**YOUR INSTRUCTIONS:**
Exactly the lines starting at the line containing "let depth = depth_for(limit.max(chunks.len()));" and ending at the line containing "pub fn generalized_index(depth: usize, index: u64)" are to be written out from the listing below, both included.
:: DATA EXCERPTS
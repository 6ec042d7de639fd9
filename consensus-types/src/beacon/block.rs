use super::*;

crate::impl_ssz_container! {
    /// Defined in consensus-specs [v1.4.0](https://github.com/ethereum/consensus-specs/blob/v1.4.0/specs/phase0/beacon-chain.md#beaconblock).
    #[derive(Debug, Clone, Default, PartialEq, Eq, Deserialize, Serialize)]
    pub struct BeaconBlockDeneb {
        #[serde(deserialize_with = "utils::deserialize_u64", serialize_with = "utils::serialize_u64")]
        pub slot: Slot,
        #[serde(deserialize_with = "utils::deserialize_u64", serialize_with = "utils::serialize_u64")]
        pub proposer_index: ValidatorIndex,
        #[serde(rename = "parent_root")]
        pub parent_block_root: Root,
        pub state_root: Root,
        pub body: BeaconBlockBodyDeneb,
    }
}

/// Beacon block of any supported fork.
///
/// The fork is never part of the encoding so decoding requires it as an
/// explicit argument. Unknown fork versions are rejected.
#[derive(Debug, Clone, PartialEq, Eq)]
pub enum BeaconBlock {
    Deneb(BeaconBlockDeneb),
}

impl BeaconBlock {
    /// Zero-valued block of the given fork.
    pub fn empty(fork_version: ForkVersion) -> Result<Self, Error> {
        match ForkName::from_version(fork_version) {
            Some(ForkName::Deneb) => Ok(Self::Deneb(BeaconBlockDeneb::default())),
            _ => Err(Error::ForkVersionNotSupported(fork_version)),
        }
    }

    pub fn new_with_version(
        slot: Slot,
        proposer_index: ValidatorIndex,
        parent_block_root: Root,
        fork_version: ForkVersion,
    ) -> Result<Self, Error> {
        let mut block = Self::empty(fork_version)?;
        match &mut block {
            Self::Deneb(inner) => {
                inner.slot = slot;
                inner.proposer_index = proposer_index;
                inner.parent_block_root = parent_block_root;
            }
        }

        Ok(block)
    }

    pub fn from_ssz_bytes(bytes: &[u8], fork_version: ForkVersion) -> Result<Self, Error> {
        match ForkName::from_version(fork_version) {
            Some(ForkName::Deneb) => Ok(Self::Deneb(BeaconBlockDeneb::unmarshal_ssz(bytes)?)),
            _ => Err(Error::ForkVersionNotSupported(fork_version)),
        }
    }

    pub fn version(&self) -> ForkVersion {
        self.fork_name().version()
    }

    pub fn fork_name(&self) -> ForkName {
        match self {
            Self::Deneb(_) => ForkName::Deneb,
        }
    }

    /// A constructed block always holds a variant. Absence of a block is
    /// expressed with `Option<BeaconBlock>`.
    pub fn is_nil(&self) -> bool {
        false
    }

    pub fn slot(&self) -> Slot {
        match self {
            Self::Deneb(inner) => inner.slot,
        }
    }

    pub fn proposer_index(&self) -> ValidatorIndex {
        match self {
            Self::Deneb(inner) => inner.proposer_index,
        }
    }

    pub fn parent_block_root(&self) -> Root {
        match self {
            Self::Deneb(inner) => inner.parent_block_root,
        }
    }

    pub fn state_root(&self) -> Root {
        match self {
            Self::Deneb(inner) => inner.state_root,
        }
    }

    pub fn set_state_root(&mut self, state_root: Root) {
        match self {
            Self::Deneb(inner) => inner.state_root = state_root,
        }
    }

    pub fn body(&self) -> &BeaconBlockBodyDeneb {
        match self {
            Self::Deneb(inner) => &inner.body,
        }
    }

    pub fn body_mut(&mut self) -> &mut BeaconBlockBodyDeneb {
        match self {
            Self::Deneb(inner) => &mut inner.body,
        }
    }

    /// Standalone copy of the header fields with `body_root` computed from the body.
    pub fn header(&self) -> BeaconBlockHeader {
        match self {
            Self::Deneb(inner) => BeaconBlockHeader {
                slot: inner.slot,
                proposer_index: inner.proposer_index,
                parent_block_root: inner.parent_block_root,
                state_root: inner.state_root,
                body_root: inner.body.tree_hash_root(),
            },
        }
    }

    pub fn is_fixed_size(&self) -> bool {
        match self {
            Self::Deneb(_) => BeaconBlockDeneb::is_fixed_size(),
        }
    }

    pub fn size_ssz(&self) -> usize {
        match self {
            Self::Deneb(inner) => inner.size_ssz(),
        }
    }

    pub fn marshal_ssz_into(&self, buf: &mut Vec<u8>) {
        match self {
            Self::Deneb(inner) => inner.marshal_ssz_into(buf),
        }
    }

    pub fn marshal_ssz(&self) -> Vec<u8> {
        match self {
            Self::Deneb(inner) => inner.marshal_ssz(),
        }
    }
}

impl TreeHash for BeaconBlock {
    fn tree_hash_type() -> TreeHashType {
        TreeHashType::Container
    }

    fn tree_hash_root(&self) -> Root {
        match self {
            Self::Deneb(inner) => inner.tree_hash_root(),
        }
    }
}

impl From<BeaconBlockDeneb> for BeaconBlock {
    fn from(block: BeaconBlockDeneb) -> Self {
        Self::Deneb(block)
    }
}
//! Merkleization of chunk sequences and Merkle proof verification.

use super::*;
use hasher::{Chunk, Hasher, Sha256Hasher, ZERO_CHUNK};

#[derive(Debug, Clone, PartialEq, Eq, thiserror::Error)]
pub enum MerkleizationError {
    #[error("{count} chunks exceed the limit of {limit}")]
    TooManyChunks { count: usize, limit: usize },
}

/// Depth of the smallest balanced tree holding `leaves` leaves.
pub fn depth_for(leaves: usize) -> usize {
    leaves.max(1).next_power_of_two().trailing_zeros() as usize
}

/// Splits `bytes` into 32-byte chunks, right-padding the last one with zeros.
pub fn pack_bytes(bytes: &[u8]) -> Vec<Chunk> {
    bytes
        .chunks(tree_hash::BYTES_PER_CHUNK)
        .map(|piece| {
            let mut chunk = ZERO_CHUNK;
            chunk[..piece.len()].copy_from_slice(piece);

            chunk
        })
        .collect()
}

/// Root of the tree over `chunks` padded with zero chunks up to the next power of two.
///
/// The tree is virtually extended to hold `limit` leaves, zero subtrees are
/// hashed on the fly so large limits cost `O(depth)` extra hashes. A `limit`
/// smaller than the chunk count is treated as the chunk count.
pub fn merkleize_padded_with<H: Hasher>(chunks: &[Chunk], limit: usize) -> Chunk {
    let depth = depth_for(limit.max(chunks.len()));

    let mut layer = chunks.to_vec();
    let mut zero = ZERO_CHUNK;
    for _ in 0..depth {
        if layer.len() % 2 == 1 {
            layer.push(zero);
        }

        layer = layer
            .chunks_exact(2)
            .map(|pair| H::combine(&pair[0], &pair[1]))
            .collect();
        zero = H::combine(&zero, &zero);
    }

    layer.first().copied().unwrap_or(zero)
}

/// Root of a balanced tree over `chunks`. Empty input yields the zero chunk.
pub fn merkleize(chunks: &[Chunk]) -> Root {
    H256(merkleize_padded_with::<Sha256Hasher>(chunks, chunks.len()))
}

/// Root of a tree over `chunks` sized for `limit` leaves.
pub fn merkleize_with_limit(chunks: &[Chunk], limit: usize) -> Result<Root, MerkleizationError> {
    if chunks.len() > limit {
        return Err(MerkleizationError::TooManyChunks {
            count: chunks.len(),
            limit,
        });
    }

    Ok(H256(merkleize_padded_with::<Sha256Hasher>(chunks, limit)))
}

/// Root of a container, i.e. the balanced tree over its field roots.
pub fn merkleize_roots(roots: &[Root]) -> Root {
    let chunks = roots.iter().map(|root| root.0).collect::<Vec<_>>();

    merkleize(&chunks)
}

/// Generalized index of the node at `index` within level `depth`, `None` if
/// it doesn't fit into a `u64`.
pub fn generalized_index(depth: usize, index: u64) -> Option<u64> {
    let base = u32::try_from(depth)
        .ok()
        .and_then(|depth| 1u64.checked_shl(depth))?;
    if index >= base {
        return None;
    }

    Some(base + index)
}

/// Fully materialized balanced Merkle tree able to produce inclusion proofs.
#[derive(Debug, Clone)]
pub struct MerkleTree {
    // layers[0] holds the padded leaves, the last layer holds the root only.
    layers: Vec<Vec<Chunk>>,
}

impl MerkleTree {
    pub fn new(leaves: &[Chunk]) -> Self {
        let depth = depth_for(leaves.len());

        let mut layer = leaves.to_vec();
        layer.resize(1 << depth, ZERO_CHUNK);

        let mut layers = Vec::with_capacity(depth + 1);
        for _ in 0..depth {
            let next = layer
                .chunks_exact(2)
                .map(|pair| Sha256Hasher::combine(&pair[0], &pair[1]))
                .collect();
            layers.push(layer);
            layer = next;
        }
        layers.push(layer);

        Self { layers }
    }

    pub fn root(&self) -> Root {
        H256(self.layers[self.layers.len() - 1][0])
    }

    pub fn depth(&self) -> usize {
        self.layers.len() - 1
    }

    /// Sibling nodes from the leaf at `index` up to (excluding) the root.
    pub fn proof(&self, index: usize) -> Option<Vec<Root>> {
        if index >= self.layers[0].len() {
            return None;
        }

        let mut position = index;
        let branch = self.layers[..self.depth()]
            .iter()
            .map(|layer| {
                let sibling = layer[position ^ 1];
                position >>= 1;

                H256(sibling)
            })
            .collect();

        Some(branch)
    }

    pub fn generalized_index(&self, index: usize) -> Option<u64> {
        generalized_index(self.depth(), index as u64)
    }
}

/// Computes the root implied by `leaf` and its `branch`.
///
/// Bit `i` of `index` tells whether `branch[i]` is the left (1) or the right (0) sibling.
pub fn root_from_branch(leaf: &Root, branch: &[Root], index: u64) -> Root {
    let value = branch
        .iter()
        .enumerate()
        .fold(leaf.0, |value, (i, node)| match (index >> i) & 1 {
            1 => Sha256Hasher::combine(&node.0, &value),
            _ => Sha256Hasher::combine(&value, &node.0),
        });

    H256(value)
}

/// Defined in consensus-specs [v1.4.0](https://github.com/ethereum/consensus-specs/blob/v1.4.0/specs/phase0/beacon-chain.md#is_valid_merkle_branch).
pub fn is_valid_merkle_branch(
    leaf: &Root,
    branch: &[Root],
    depth: usize,
    index: u64,
    root: &Root,
) -> bool {
    if branch.len() != depth {
        return false;
    }

    root_from_branch(leaf, branch, index) == *root
}

/// Verifies `leaf` against `root` at the position encoded by `generalized_index`.
///
/// Never fails: a malformed proof is an invalid one.
pub fn verify_proof(root: &Root, leaf: &Root, generalized_index: u64, branch: &[Root]) -> bool {
    if branch.len() > u8::MAX as usize || generalized_index == 0 {
        return false;
    }

    let depth = generalized_index.ilog2() as usize;

    is_valid_merkle_branch(leaf, branch, depth, generalized_index, root)
}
::::
**ANSWER:**
    let depth = depth_for(limit.max(chunks.len()));

    let mut layer = chunks.to_vec();
    let mut zero = ZERO_CHUNK;
    for _ in 0..depth {
        if layer.len() % 2 == 1 {
            layer.push(zero);
        }

        layer = layer
            .chunks_exact(2)
            .map(|pair| H::combine(&pair[0], &pair[1]))
            .collect();
        zero = H::combine(&zero, &zero);
    }

    layer.first().copied().unwrap_or(zero)
}

/// Root of a balanced tree over `chunks`. Empty input yields the zero chunk.
pub fn merkleize(chunks: &[Chunk]) -> Root {
    H256(merkleize_padded_with::<Sha256Hasher>(chunks, chunks.len()))
}

/// Root of a tree over `chunks` sized for `limit` leaves.
pub fn merkleize_with_limit(chunks: &[Chunk], limit: usize) -> Result<Root, MerkleizationError> {
    if chunks.len() > limit {
        return Err(MerkleizationError::TooManyChunks {
            count: chunks.len(),
            limit,
        });
    }

    Ok(H256(merkleize_padded_with::<Sha256Hasher>(chunks, limit)))
}

/// Root of a container, i.e. the balanced tree over its field roots.
pub fn merkleize_roots(roots: &[Root]) -> Root {
    let chunks = roots.iter().map(|root| root.0).collect::<Vec<_>>();

    merkleize(&chunks)
}

/// Generalized index of the node at `index` within level `depth`, `None` if
/// it doesn't fit into a `u64`.
pub fn generalized_index(depth: usize, index: u64) -> Option<u64> {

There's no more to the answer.